ORGANOLEPTIC TEST AND ANALYSIS OF IRON (FE) ICE CREAM WITH MORINGA LEAF JUICE

  • Evynurachma Poltekkes Kemenkes Kaltim Departemen D-III Midwifery Samarinda, Indonesia
  • Dwi Hendriani Poltekkes Kemenkes Kaltim Departemen D-III Midwifery Samarinda, Indonesia
  • Rosalin Ariefah Putri Poltekkes Kemenkes Kaltim Departemen D-III Midwifery Samarinda, Indonesia
Keywords: ice cream, organoleptic, Fe content, moringa leaf juice

Abstract

Moringa is a   type of  food that is very useful and  contains many  nutrients, both  macronutrients  and   micronutrients  that have been widely used in dealing with  malnutrition  especially in pregnant women and can improve the immune system. In developing countries  Ice cream is  the  most popular food and  is very popular with all circles of society because it tastes very good and, soft texture   and   contains substances  nutrition  and can be one of the  media in improving nutrition.   To determine the  acceptability and analysis of the   Fe content of ice cream with the addition of Moringa leaves.
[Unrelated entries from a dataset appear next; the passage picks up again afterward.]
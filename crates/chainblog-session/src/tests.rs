use super::*;
use async_trait::async_trait;
use chainblog_chains::ChainError;
use chainblog_types::{AbiVersion, NetworkKind, Post, TxHash, UserRecord};
use chainblog_wallet::WalletEvent;
use std::collections::{HashMap, HashSet};
use std::sync::atomic::{AtomicBool, Ordering};
use std::sync::Mutex;
use tokio::sync::broadcast;

const CHAIN_A: ChainId = ChainId(100);
const CHAIN_B: ChainId = ChainId(204);

fn addr(byte: u8) -> Address {
	Address::repeat_byte(byte)
}

fn descriptor(chain_id: ChainId) -> NetworkDescriptor {
	NetworkDescriptor {
		chain_id,
		name: format!("net-{chain_id}"),
		contract: addr(0xcc),
		rpc_url: "https://rpc.example".into(),
		abi_version: AbiVersion::V5,
		kind: NetworkKind::Testnet,
		color: String::new(),
		default_active: true,
	}
}

fn registry() -> Arc<NetworkRegistry> {
	Arc::new(NetworkRegistry::new(vec![
		descriptor(CHAIN_A),
		descriptor(CHAIN_B),
	]))
}

struct MockWallet {
	accounts: Mutex<Vec<Address>>,
	known_chains: Mutex<HashSet<ChainId>>,
	active_chain: Mutex<ChainId>,
	submissions: Mutex<Vec<(ChainId, Vec<u8>)>>,
	reject_submit: bool,
	/// Flipped on successful submission; the mock reader consults it.
	registered_flag: Arc<AtomicBool>,
	events: broadcast::Sender<WalletEvent>,
}

impl MockWallet {
	fn new(accounts: Vec<Address>, active_chain: ChainId) -> Self {
		let (events, _) = broadcast::channel(16);
		Self {
			accounts: Mutex::new(accounts),
			known_chains: Mutex::new(HashSet::from([active_chain])),
			active_chain: Mutex::new(active_chain),
			submissions: Mutex::new(Vec::new()),
			reject_submit: false,
			registered_flag: Arc::new(AtomicBool::new(false)),
			events,
		}
	}

	fn submission_count(&self) -> usize {
		self.submissions.lock().unwrap().len()
	}
}

#[async_trait]
impl WalletInterface for MockWallet {
	async fn accounts(&self) -> Result<Vec<Address>, WalletError> {
		Ok(self.accounts.lock().unwrap().clone())
	}

	async fn request_accounts(&self) -> Result<Vec<Address>, WalletError> {
		let accounts = self.accounts.lock().unwrap().clone();
		if accounts.is_empty() {
			return Err(WalletError::Rejected);
		}
		Ok(accounts)
	}

	async fn chain_id(&self) -> Result<ChainId, WalletError> {
		Ok(*self.active_chain.lock().unwrap())
	}

	async fn switch_chain(&self, chain_id: ChainId) -> Result<(), WalletError> {
		if !self.known_chains.lock().unwrap().contains(&chain_id) {
			return Err(WalletError::UnknownChain(chain_id));
		}
		*self.active_chain.lock().unwrap() = chain_id;
		Ok(())
	}

	async fn add_chain(&self, network: &NetworkDescriptor) -> Result<(), WalletError> {
		self.known_chains.lock().unwrap().insert(network.chain_id);
		Ok(())
	}

	async fn submit(&self, chain_id: ChainId, tx: Transaction) -> Result<TxHash, WalletError> {
		if self.reject_submit {
			return Err(WalletError::Rejected);
		}
		self.submissions.lock().unwrap().push((chain_id, tx.data));
		self.registered_flag.store(true, Ordering::SeqCst);
		Ok(TxHash::repeat_byte(0xab))
	}

	async fn wait_for_confirmation(
		&self,
		_chain_id: ChainId,
		hash: TxHash,
	) -> Result<TransactionReceipt, WalletError> {
		Ok(TransactionReceipt {
			hash,
			block_number: 7,
			success: true,
		})
	}

	fn subscribe(&self) -> broadcast::Receiver<WalletEvent> {
		self.events.subscribe()
	}
}

#[derive(Default)]
struct MockReader {
	users: HashMap<(ChainId, Address), UserRecord>,
	owners: HashMap<ChainId, Address>,
	failing_chains: HashSet<ChainId>,
	/// When set, `user` reports registration once the flag is true.
	registration_flag: Option<Arc<AtomicBool>>,
}

#[async_trait]
impl ChainReader for MockReader {
	async fn paginated_posts(
		&self,
		_network: &NetworkDescriptor,
		_page: u64,
		_page_size: u64,
	) -> Result<Vec<Post>, ChainError> {
		Ok(Vec::new())
	}

	async fn post(&self, _network: &NetworkDescriptor, _id: u64) -> Result<Post, ChainError> {
		Err(ChainError::Call("no posts in mock".into()))
	}

	async fn post_ids(
		&self,
		_network: &NetworkDescriptor,
		_author: Address,
	) -> Result<Vec<u64>, ChainError> {
		Ok(Vec::new())
	}

	async fn post_count(&self, _network: &NetworkDescriptor) -> Result<u64, ChainError> {
		Ok(0)
	}

	async fn user(
		&self,
		network: &NetworkDescriptor,
		address: Address,
	) -> Result<UserRecord, ChainError> {
		if self.failing_chains.contains(&network.chain_id) {
			return Err(ChainError::Rpc("chain down".into()));
		}
		if let Some(flag) = &self.registration_flag {
			if flag.load(Ordering::SeqCst) {
				return Ok(UserRecord {
					address,
					username: "fresh".into(),
					is_banned: false,
					is_registered: true,
				});
			}
		}
		Ok(self
			.users
			.get(&(network.chain_id, address))
			.cloned()
			.unwrap_or_default())
	}

	async fn owner(&self, network: &NetworkDescriptor) -> Result<Address, ChainError> {
		if self.failing_chains.contains(&network.chain_id) {
			return Err(ChainError::Rpc("chain down".into()));
		}
		Ok(self
			.owners
			.get(&network.chain_id)
			.copied()
			.unwrap_or(Address::ZERO))
	}

	async fn user_count(&self, _network: &NetworkDescriptor) -> Result<u64, ChainError> {
		Ok(0)
	}

	async fn registered_user(
		&self,
		_network: &NetworkDescriptor,
		_index: u64,
	) -> Result<Address, ChainError> {
		Err(ChainError::Call("no roster in mock".into()))
	}
}

fn controller(wallet: MockWallet, reader: MockReader) -> (SessionController, Arc<MockWallet>) {
	let wallet = Arc::new(wallet);
	let session = SessionController::new(registry(), wallet.clone(), Arc::new(reader));
	(session, wallet)
}

fn registered_record(address: Address, banned: bool) -> UserRecord {
	UserRecord {
		address,
		username: "alice".into(),
		is_banned: banned,
		is_registered: true,
	}
}

#[tokio::test]
async fn test_connect_derives_status_from_active_chain() {
	let user = addr(0x01);
	let mut reader = MockReader::default();
	reader
		.users
		.insert((CHAIN_A, user), registered_record(user, false));
	reader.owners.insert(CHAIN_A, user);
	let (session, _) = controller(MockWallet::new(vec![user], CHAIN_A), reader);

	let state = session.connect().await.unwrap();
	assert!(state.connected);
	assert_eq!(state.address, Some(user));
	assert_eq!(state.chain_id, Some(CHAIN_A));

	let status = session.status().await;
	assert!(status.is_registered);
	assert_eq!(status.username, "alice");
	assert!(status.is_owner);
	assert!(!status.is_banned);
}

#[tokio::test]
async fn test_zero_accounts_disconnects_and_clears_status() {
	let user = addr(0x01);
	let mut reader = MockReader::default();
	reader
		.users
		.insert((CHAIN_A, user), registered_record(user, false));
	let (session, _) = controller(MockWallet::new(vec![user], CHAIN_A), reader);

	session.connect().await.unwrap();
	assert!(session.status().await.is_registered);

	session.handle_accounts_changed(Vec::new()).await;
	let state = session.session().await;
	assert!(!state.connected);
	assert_eq!(state.address, None);
	assert!(!session.status().await.is_registered);
}

#[tokio::test]
async fn test_chain_change_re_derives_without_carryover() {
	let user = addr(0x01);
	let mut reader = MockReader::default();
	// Registered and owner on chain A, a stranger on chain B.
	reader
		.users
		.insert((CHAIN_A, user), registered_record(user, false));
	reader.owners.insert(CHAIN_A, user);
	let (session, _) = controller(MockWallet::new(vec![user], CHAIN_A), reader);

	session.connect().await.unwrap();
	assert!(session.status().await.is_owner);

	session.handle_chain_changed(CHAIN_B).await;
	let status = session.status().await;
	assert!(!status.is_registered);
	assert!(!status.is_owner);
	assert_eq!(status.username, "");
}

#[tokio::test]
async fn test_derivation_failure_degrades_but_stays_connected() {
	let user = addr(0x01);
	let mut reader = MockReader::default();
	reader.failing_chains.insert(CHAIN_A);
	let (session, _) = controller(MockWallet::new(vec![user], CHAIN_A), reader);

	let state = session.connect().await.unwrap();
	assert!(state.connected);
	let status = session.status().await;
	assert!(!status.is_registered);
	assert!(!status.is_banned);
	assert!(!status.is_owner);
}

#[tokio::test]
async fn test_switch_unknown_chain_adds_then_retries() {
	let user = addr(0x01);
	let (session, wallet) = controller(MockWallet::new(vec![user], CHAIN_A), MockReader::default());

	session.connect().await.unwrap();
	// CHAIN_B is in the registry but the wallet has never seen it.
	session.switch_chain(CHAIN_B).await.unwrap();
	assert_eq!(wallet.chain_id().await.unwrap(), CHAIN_B);
	assert_eq!(session.session().await.chain_id, Some(CHAIN_B));
}

#[tokio::test]
async fn test_switch_to_unregistered_chain_fails() {
	let user = addr(0x01);
	let (session, _) = controller(MockWallet::new(vec![user], CHAIN_A), MockReader::default());

	session.connect().await.unwrap();
	let err = session.switch_chain(ChainId(999)).await.unwrap_err();
	assert!(matches!(err, SessionError::UnknownChain(ChainId(999))));
}

#[tokio::test]
async fn test_create_post_requires_registration() {
	let user = addr(0x01);
	let (session, wallet) = controller(MockWallet::new(vec![user], CHAIN_A), MockReader::default());

	session.connect().await.unwrap();
	let draft = PostDraft::new("hello", "body");
	let err = session.create_post(&draft).await.unwrap_err();
	assert!(matches!(err, SessionError::NotRegistered));
	assert_eq!(wallet.submission_count(), 0);
}

#[tokio::test]
async fn test_restore_silently_connects_and_derives_status() {
	let user = addr(0x01);
	let mut reader = MockReader::default();
	reader
		.users
		.insert((CHAIN_A, user), registered_record(user, false));
	let (session, _) = controller(MockWallet::new(vec![user], CHAIN_A), reader);

	let state = session.restore().await;
	assert!(state.connected);
	assert_eq!(state.address, Some(user));
	assert_eq!(state.chain_id, Some(CHAIN_A));

	let status = session.status().await;
	assert!(status.is_registered);
	assert_eq!(status.username, "alice");
}

#[tokio::test]
async fn test_restore_without_authorized_accounts_stays_disconnected() {
	let (session, _) = controller(MockWallet::new(vec![], CHAIN_A), MockReader::default());

	let state = session.restore().await;
	assert!(!state.connected);
	assert_eq!(state.address, None);
	assert!(!session.status().await.is_registered);
}

#[tokio::test]
async fn test_create_post_refused_when_banned() {
	let user = addr(0x01);
	let mut reader = MockReader::default();
	reader
		.users
		.insert((CHAIN_A, user), registered_record(user, true));
	let (session, wallet) = controller(MockWallet::new(vec![user], CHAIN_A), reader);

	session.connect().await.unwrap();
	let err = session.create_post(&PostDraft::new("t", "c")).await.unwrap_err();
	assert!(matches!(err, SessionError::Banned));
	assert_eq!(wallet.submission_count(), 0);
}

#[tokio::test]
async fn test_create_post_submits_to_active_chain() {
	let user = addr(0x01);
	let mut reader = MockReader::default();
	reader
		.users
		.insert((CHAIN_A, user), registered_record(user, false));
	let (session, wallet) = controller(MockWallet::new(vec![user], CHAIN_A), reader);

	session.connect().await.unwrap();
	let receipt = session.create_post(&PostDraft::new("t", "c")).await.unwrap();
	assert!(receipt.success);

	let submissions = wallet.submissions.lock().unwrap();
	assert_eq!(submissions.len(), 1);
	assert_eq!(submissions[0].0, CHAIN_A);
	assert!(!submissions[0].1.is_empty());
}

#[tokio::test]
async fn test_wallet_rejection_surfaces_and_leaves_status_intact() {
	let user = addr(0x01);
	let mut reader = MockReader::default();
	reader
		.users
		.insert((CHAIN_A, user), registered_record(user, false));
	let mut wallet = MockWallet::new(vec![user], CHAIN_A);
	wallet.reject_submit = true;
	let (session, _) = controller(wallet, reader);

	session.connect().await.unwrap();
	let err = session.create_post(&PostDraft::new("t", "c")).await.unwrap_err();
	assert!(matches!(err, SessionError::Wallet(WalletError::Rejected)));
	assert!(session.status().await.is_registered);
}

#[tokio::test]
async fn test_delete_post_refused_when_banned() {
	let user = addr(0x01);
	let mut reader = MockReader::default();
	reader
		.users
		.insert((CHAIN_A, user), registered_record(user, true));
	let (session, wallet) = controller(MockWallet::new(vec![user], CHAIN_A), reader);

	session.connect().await.unwrap();
	let err = session.delete_post(CHAIN_A, 3).await.unwrap_err();
	assert!(matches!(err, SessionError::Banned));
	assert_eq!(wallet.submission_count(), 0);
}

#[tokio::test]
async fn test_delete_post_requires_registration() {
	let user = addr(0x01);
	let (session, wallet) = controller(MockWallet::new(vec![user], CHAIN_A), MockReader::default());

	session.connect().await.unwrap();
	let err = session.delete_post(CHAIN_A, 3).await.unwrap_err();
	assert!(matches!(err, SessionError::NotRegistered));
	assert_eq!(wallet.submission_count(), 0);
}

#[tokio::test]
async fn test_update_post_refuses_cross_chain_target() {
	let user = addr(0x01);
	let mut reader = MockReader::default();
	reader
		.users
		.insert((CHAIN_A, user), registered_record(user, false));
	let (session, wallet) = controller(MockWallet::new(vec![user], CHAIN_A), reader);

	session.connect().await.unwrap();
	let err = session
		.update_post(CHAIN_B, 3, &PostDraft::new("t", "c"))
		.await
		.unwrap_err();
	assert!(matches!(
		err,
		SessionError::WrongChain {
			post_chain: CHAIN_B,
			active_chain: CHAIN_A,
		}
	));
	assert_eq!(wallet.submission_count(), 0);
}

#[tokio::test]
async fn test_set_banned_requires_owner() {
	let user = addr(0x01);
	let mut reader = MockReader::default();
	reader
		.users
		.insert((CHAIN_A, user), registered_record(user, false));
	reader.owners.insert(CHAIN_A, addr(0x02));
	let (session, wallet) = controller(MockWallet::new(vec![user], CHAIN_A), reader);

	session.connect().await.unwrap();
	let err = session.set_banned(addr(0x03), true).await.unwrap_err();
	assert!(matches!(err, SessionError::NotOwner));
	assert_eq!(wallet.submission_count(), 0);
}

#[tokio::test]
async fn test_register_re_derives_status_after_confirmation() {
	let user = addr(0x01);
	let wallet = MockWallet::new(vec![user], CHAIN_A);
	let mut reader = MockReader::default();
	reader.registration_flag = Some(wallet.registered_flag.clone());
	let (session, _) = controller(wallet, reader);

	session.connect().await.unwrap();
	assert!(!session.status().await.is_registered);

	session.register("fresh").await.unwrap();
	let status = session.status().await;
	assert!(status.is_registered);
	assert_eq!(status.username, "fresh");
}

#[tokio::test]
async fn test_event_loop_applies_wallet_initiated_changes() {
	let user = addr(0x01);
	let mut reader = MockReader::default();
	// Registered on chain B only; a wallet-initiated switch must pick that up.
	reader
		.users
		.insert((CHAIN_B, user), registered_record(user, false));
	let wallet = Arc::new(MockWallet::new(vec![user], CHAIN_A));
	let session = Arc::new(SessionController::new(
		registry(),
		wallet.clone(),
		Arc::new(reader),
	));
	tokio::spawn(session.clone().run_event_loop());
	// Let the loop subscribe before anything is published.
	tokio::time::sleep(std::time::Duration::from_millis(10)).await;

	session.connect().await.unwrap();
	assert!(!session.status().await.is_registered);

	wallet
		.events
		.send(WalletEvent::ChainChanged(CHAIN_B))
		.unwrap();
	tokio::time::sleep(std::time::Duration::from_millis(50)).await;
	assert_eq!(session.session().await.chain_id, Some(CHAIN_B));
	assert!(session.status().await.is_registered);

	wallet
		.events
		.send(WalletEvent::AccountsChanged(Vec::new()))
		.unwrap();
	tokio::time::sleep(std::time::Duration::from_millis(50)).await;
	assert!(!session.session().await.connected);
}

#[tokio::test]
async fn test_writes_require_connection() {
	let (session, _) = controller(MockWallet::new(vec![], CHAIN_A), MockReader::default());
	let err = session.register("alice").await.unwrap_err();
	assert!(matches!(err, SessionError::NotConnected));
}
This type of research is experimental with  pre test  and post test group  designs, which are given adding Moringa leaves to the manufacture of ice cream with some concentration.   Research on texture, as well as aspects of taste and value weighting results, the best formulation of ice cream with the  addition of Moringa leaves is F1 compared to F2, F3, and F4, namely with a value of F1 60, F2 46.06, F3  42.01, F4 33.29, although when compared to F0 (ice cream krontrol) the value is lower at 54.65. Results  of  Iron (fe) analysis Ice cream with the addition of Moringa leaves  increased from 3.3% to 4.1% This happened after the addition of 30 grams of Moringa leaves. From the results of the acceptability research on aspects of color, aroma, texture, and taste, the best formulation of ice cream with the addition of 30 gr Moringa leaves is F1 compared to F2, F3, and F4,  namely with a value of F1 52.86, F2 42.86, F3 42.01, F4 33.29, although when compared to F0 (ice cream control) the value is lower at 54.65. There is an increase  in  Iron (Fe) content in ice cream with  the  addition of 30 g Moringa leaves which is 0.0888 g, compared to without the addition of Moringa leaves or 0 g which is 0.0686 g.